As it crossed the fragile Windward Islands yesterday, Ivan tore down trees, blew off roofs, knocked out power and forced thousands of people to evacuate coastal areas. It hit hardest in the former British colony of Grenada, a volcanic island of 90,000 people.     The storm killed three people in Grenada and destroyed the island's emergency operations center and the home of Prime Minister Dr Keith Mitchell, the Caribbean Disaster Emergency Response Agency said.

Ivan damaged Grenada's main hospital and several of its hurricane shelters, forcing some of the 1,000 people who sought refuge there to move to other shelters.

In Barbados, a former British colony of 278,000, Ivan felled trees and power lines, hurled debris around and damaged 220 houses. It blew the roof off the landmark Atlantis hotel, built in 1884 on the seafront at St Joseph, and damaged the roof of a new hangar near the airport housing a preserved Concorde jet. Most of Barbados was without electricity.

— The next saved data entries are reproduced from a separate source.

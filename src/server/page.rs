// SPDX-FileCopyrightText: 2026 Bruno Meilick
// SPDX-License-Identifier: LicenseRef-tikzdraw-FreeUse-NoCopy-NoDerivatives
//
// All rights reserved.
//
// This file is part of tikzdraw and is proprietary software.
// Unauthorized copying, modification, or distribution is prohibited.

use minijinja::Environment;
use serde::Serialize;

use crate::generate::{GenerationOutcome, GenerationReport};
use crate::render::{RenderFailure, RenderOutcome};

const INDEX_TEMPLATE: &str = "index.html";

/// The single HTML page. Interpolated values are HTML-escaped.
pub struct Page {
    env: Environment<'static>,
}

#[derive(Debug, Default, Clone, PartialEq, Eq, Serialize)]
pub struct PageView {
    pub description: Option<String>,
    pub response: Option<String>,
    /// Artifact file name under `/uploads/`.
    pub svg_file: Option<String>,
    pub notice: Option<String>,
    pub detail: Option<String>,
    pub error: Option<String>,
}

impl PageView {
    pub fn from_report(report: &GenerationReport) -> Self {
        let mut view = Self {
            description: Some(report.description.clone()),
            response: report.raw_text.clone(),
            ..Self::default()
        };

        match &report.outcome {
            GenerationOutcome::CompletionFailed(err) => {
                view.error = Some(format!("The completion service failed: {err}"));
            }
            GenerationOutcome::Rendered(RenderOutcome::Rendered { svg_file_name }) => {
                view.svg_file = Some(svg_file_name.clone());
            }
            GenerationOutcome::Rendered(RenderOutcome::NotRendered { reason }) => {
                view.notice = Some(match reason {
                    RenderFailure::MissingArtifact => "No diagram rendered.".to_owned(),
                    other => format!("No diagram rendered: {other}."),
                });
                view.detail = reason.detail().map(str::to_owned);
            }
        }

        view
    }
}

impl Page {
    pub fn new() -> Result<Self, minijinja::Error> {
        let mut env = Environment::new();
        env.add_template(INDEX_TEMPLATE, include_str!("templates/index.html"))?;
        Ok(Self { env })
    }

    pub fn render(&self, view: &PageView) -> Result<String, minijinja::Error> {
        self.env.get_template(INDEX_TEMPLATE)?.render(view)
    }
}
//! Per-group aggregation state handle.
//!
//! A handle owns one accumulator for one reducer instance within one group.
//! The group-aggregation driver feeds it batches via [`AggregateHandle::step`]
//! (one call per input row) and asks for the terminal scalar via
//! [`AggregateHandle::finalize`] once input is exhausted.

use std::any::Any;
use std::sync::Arc;

use quiver_error::{QuiverError, Result};
use quiver_types::Value;
use tracing::debug;

use crate::ErasedAggregateFunction;

/// The state machine driving one aggregation: `Accumulating → Finalized`,
/// with an orthogonal errored flag reachable at any point during
/// accumulation.
///
/// Once the error slot is set, further [`step`](Self::step) calls are
/// no-ops. [`finalize`](Self::finalize) must still be called by convention;
/// it consumes the accumulator (releasing any scratch buffers it holds) and
/// reports the recorded error. Calling `finalize` more than once returns the
/// stored result or error without touching state.
pub struct AggregateHandle {
    function: Arc<ErasedAggregateFunction>,
    /// Live accumulator; `None` once finalize has consumed it.
    state: Option<Box<dyn Any + Send>>,
    error: Option<QuiverError>,
    result: Option<Value>,
}

impl std::fmt::Debug for AggregateHandle {
    fn fmt(&self, f: &mut std::fmt::Formatter<'_>) -> std::fmt::Result {
        f.debug_struct("AggregateHandle")
            .field("error", &self.error)
            .field("result", &self.result)
            .finish_non_exhaustive()
    }
}

impl AggregateHandle {
    /// Create a fresh handle with its own independent accumulator.
    pub fn new(function: Arc<ErasedAggregateFunction>) -> Self {
        let state = function.initial_state();
        Self {
            function,
            state: Some(state),
            error: None,
            result: None,
        }
    }

    /// The reducer name this handle is wired to.
    pub fn name(&self) -> &str {
        self.function.name()
    }

    /// The declared batch arity of the underlying reducer.
    pub fn num_args(&self) -> i32 {
        self.function.num_args()
    }

    /// Deliver one row's batch of values to the accumulator.
    ///
    /// Returns the error once, at the step that raised it, and records it in
    /// the error slot; any later call on an errored (or already finalized)
    /// handle is an `Ok` no-op.
    pub fn step(&mut self, args: &[Value]) -> Result<()> {
        if self.error.is_some() {
            return Ok(());
        }
        let Some(state) = self.state.as_mut() else {
            return Ok(());
        };
        if let Err(err) = self.function.step(state, args) {
            debug!(function = self.function.name(), error = %err, "aggregation step failed");
            self.error = Some(err.clone());
            return Err(err);
        }
        Ok(())
    }

    /// Consume the accumulator and produce the group's output scalar.
    ///
    /// On the error path the accumulator is still consumed — dropping it
    /// releases every scratch buffer the reducer grew while stepping — and
    /// the recorded error is returned. Accidental repeat calls return the
    /// stored outcome without corrupting state.
    pub fn finalize(&mut self) -> Result<Value> {
        let Some(state) = self.state.take() else {
            // Already finalized: report the stored outcome.
            if let Some(err) = &self.error {
                return Err(err.clone());
            }
            if let Some(value) = &self.result {
                return Ok(value.clone());
            }
            return Err(QuiverError::internal(format!(
                "{}: finalize called on a consumed handle",
                self.function.name()
            )));
        };

        if let Some(err) = &self.error {
            drop(state);
            return Err(err.clone());
        }

        match self.function.finalize(state) {
            Ok(value) => {
                self.result = Some(value.clone());
                Ok(value)
            }
            Err(err) => {
                debug!(function = self.function.name(), error = %err, "aggregation finalize failed");
                self.error = Some(err.clone());
                Err(err)
            }
        }
    }

    /// Whether an error has been recorded for this handle.
    pub const fn is_errored(&self) -> bool {
        self.error.is_some()
    }

    /// The recorded error, if any.
    pub const fn error(&self) -> Option<&QuiverError> {
        self.error.as_ref()
    }

    /// Human-readable message for the recorded error, if any.
    pub fn error_message(&self) -> Option<String> {
        self.error.as_ref().map(ToString::to_string)
    }

    /// The finalized result, if finalize has completed successfully.
    pub const fn result(&self) -> Option<&Value> {
        self.result.as_ref()
    }
}
use thiserror::Error;

/// Primary error type for Quiver operations.
///
/// Structured variants for the conditions the execution layer can hit while
/// reducing a group; messages name the failing function so they can be
/// surfaced verbatim to the query client.
#[derive(Error, Debug, Clone, PartialEq, Eq)]
pub enum QuiverError {
    /// A non-null upstream value could not be coerced to the numeric type an
    /// aggregation requires.
    #[error("{function}: could not convert upstream {type_name} value to a number")]
    Coercion {
        function: String,
        type_name: &'static str,
    },

    /// A fixed auxiliary argument to an aggregation (e.g. a percentile
    /// fraction) is missing, non-numeric, or out of its valid range.
    #[error("{function}: {detail}")]
    InvalidArgument { function: String, detail: String },

    /// No aggregation function is registered under this name.
    #[error("no such aggregation function: {name}")]
    UnknownFunction { name: String },

    /// Internal logic error (should never happen).
    #[error("internal error: {0}")]
    Internal(String),
}

impl QuiverError {
    /// Create a coercion-failure error for the named aggregation.
    pub fn coercion(function: impl Into<String>, type_name: &'static str) -> Self {
        Self::Coercion {
            function: function.into(),
            type_name,
        }
    }

    /// Create an argument-validation error for the named aggregation.
    pub fn invalid_argument(function: impl Into<String>, detail: impl Into<String>) -> Self {
        Self::InvalidArgument {
            function: function.into(),
            detail: detail.into(),
        }
    }

    /// Create an unknown-function error.
    pub fn unknown_function(name: impl Into<String>) -> Self {
        Self::UnknownFunction { name: name.into() }
    }

    /// Create an internal error.
    pub fn internal(msg: impl Into<String>) -> Self {
        Self::Internal(msg.into())
    }

    /// Whether this error aborts the enclosing group's aggregation.
    ///
    /// Coercion and argument-validation failures poison the handle that
    /// raised them; registry misses and internal errors are reported before
    /// any accumulation starts.
    pub const fn aborts_group(&self) -> bool {
        matches!(self, Self::Coercion { .. } | Self::InvalidArgument { .. })
    }
}

/// Result type alias using `QuiverError`.
pub type Result<T> = std::result::Result<T, QuiverError>;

On the resort isle of Tobago, the storm ripped off dozens of roofs in 14 villages and knocked out power. The twin-island nation of Trinidad and Tobago has a population of 1.1 million and is the Caribbean's top oil producer.      Trinidad was largely spared, but its energy companies evacuated workers from offshore oil platforms and halted production before the storm hit.